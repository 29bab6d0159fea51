//! Career salary trajectories: milestone profiles, presets and CSV loading

mod profile;
mod templates;
pub mod loader;

pub use profile::{SalaryMilestone, SalaryProfile, MAX_MILESTONES, MAX_MILESTONE_AGE, MIN_MILESTONE_AGE};
pub use templates::{find, CareerTemplate, CAREER_TEMPLATES};
pub use loader::{load_milestones, load_milestones_from_reader};
//! Projection output: the year-by-year ledger and its summary

use serde::{Deserialize, Serialize};

use crate::assumptions::PlanType;

/// One simulated year; currency amounts are rounded to whole pounds
#[derive(Debug, Clone, PartialEq, Serialize, Deserialize)]
#[serde(rename_all = "camelCase")]
pub struct YearResult {
    pub age: u32,
    pub calendar_year: i32,

    /// Zero while studying
    pub salary: f64,

    /// Effective annual interest rate applied this year
    pub interest_rate: f64,
    pub interest_added: f64,
    pub repayment: f64,

    /// Cumulative repayments up to and including this year
    pub total_paid: f64,

    /// Balance after this year's interest and repayment, floored at zero
    pub debt_remaining: f64,

    /// Set only on the year the balance first reaches zero
    pub cleared: bool,
    pub is_studying: bool,
}

impl YearResult {
    /// This year's repayment as an average monthly amount
    pub fn monthly_repayment(&self) -> f64 {
        (self.repayment / 12.0).round()
    }
}

/// Terminal outcome of a projection
#[derive(Debug, Clone, PartialEq, Serialize, Deserialize)]
#[serde(rename_all = "camelCase")]
pub struct LoanSummary {
    pub total_paid: f64,
    pub cleared_age: Option<u32>,

    /// Balance forgiven at the write-off horizon (zero if cleared)
    pub amount_written_off: f64,
    pub total_interest: f64,

    /// Total paid was no more than the personal loan equivalent
    pub is_good_deal: bool,
    pub personal_loan_total: f64,

    /// Years the personal loan is amortized over
    pub comparison_years: u32,
}

/// Complete projection result
#[derive(Debug, Clone, PartialEq, Serialize, Deserialize)]
#[serde(rename_all = "camelCase")]
pub struct ProjectionResult {
    pub plan: PlanType,
    pub initial_debt: f64,

    /// Study years followed by repayment years
    pub years: Vec<YearResult>,
    pub summary: LoanSummary,
}

impl ProjectionResult {
    pub fn studying_years(&self) -> impl Iterator<Item = &YearResult> {
        self.years.iter().filter(|y| y.is_studying)
    }

    pub fn repayment_phase(&self) -> impl Iterator<Item = &YearResult> {
        self.years.iter().filter(|y| !y.is_studying)
    }

    /// The record on which the balance cleared, if it did
    pub fn cleared_year(&self) -> Option<&YearResult> {
        self.years.iter().find(|y| y.cleared)
    }

    /// Years spent repaying: until clearance, otherwise the whole write-off period
    pub fn repayment_years(&self) -> u32 {
        self.summary.comparison_years
    }

    /// Headline statistics for display
    pub fn key_stats(&self) -> KeyStats {
        let years_with_payments = self.years.iter().filter(|y| y.repayment > 0.0).count() as u32;
        let avg_monthly_payment = if years_with_payments > 0 {
            (self.summary.total_paid / years_with_payments as f64 / 12.0).round()
        } else {
            0.0
        };
        let peak_monthly_payment = (self.years.iter().map(|y| y.repayment).fold(0.0, f64::max) / 12.0).round();

        let peak_debt = self.years.iter().map(|y| y.debt_remaining).fold(0.0, f64::max);
        let peak_debt_age = self
            .years
            .iter()
            .find(|y| y.debt_remaining == peak_debt)
            .map(|y| y.age)
            .unwrap_or(0);

        let peak_salary = self.years.iter().map(|y| y.salary).fold(0.0, f64::max);
        let peak_payment = self
            .years
            .iter()
            .find(|y| y.salary == peak_salary)
            .map(|y| y.repayment)
            .unwrap_or(0.0);
        let effective_rate_at_peak = if peak_salary > 0.0 { peak_payment / peak_salary } else { 0.0 };

        let cost_per_pound = if self.initial_debt > 0.0 {
            self.summary.total_paid / self.initial_debt
        } else {
            0.0
        };

        KeyStats {
            years_with_payments,
            avg_monthly_payment,
            peak_monthly_payment,
            peak_debt,
            peak_debt_age,
            peak_salary,
            effective_rate_at_peak,
            cost_per_pound,
        }
    }
}

/// Derived display statistics
#[derive(Debug, Clone, PartialEq, Serialize)]
#[serde(rename_all = "camelCase")]
pub struct KeyStats {
    pub years_with_payments: u32,
    pub avg_monthly_payment: f64,
    pub peak_monthly_payment: f64,
    pub peak_debt: f64,
    pub peak_debt_age: u32,
    pub peak_salary: f64,

    /// Repayment as a share of salary in the best-paid year
    pub effective_rate_at_peak: f64,

    /// Total repaid per pound borrowed
    pub cost_per_pound: f64,
}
....
What lines hold the string "ProjectionResult"? Pick them out of the data.

pub struct ProjectionResult {
impl ProjectionResult {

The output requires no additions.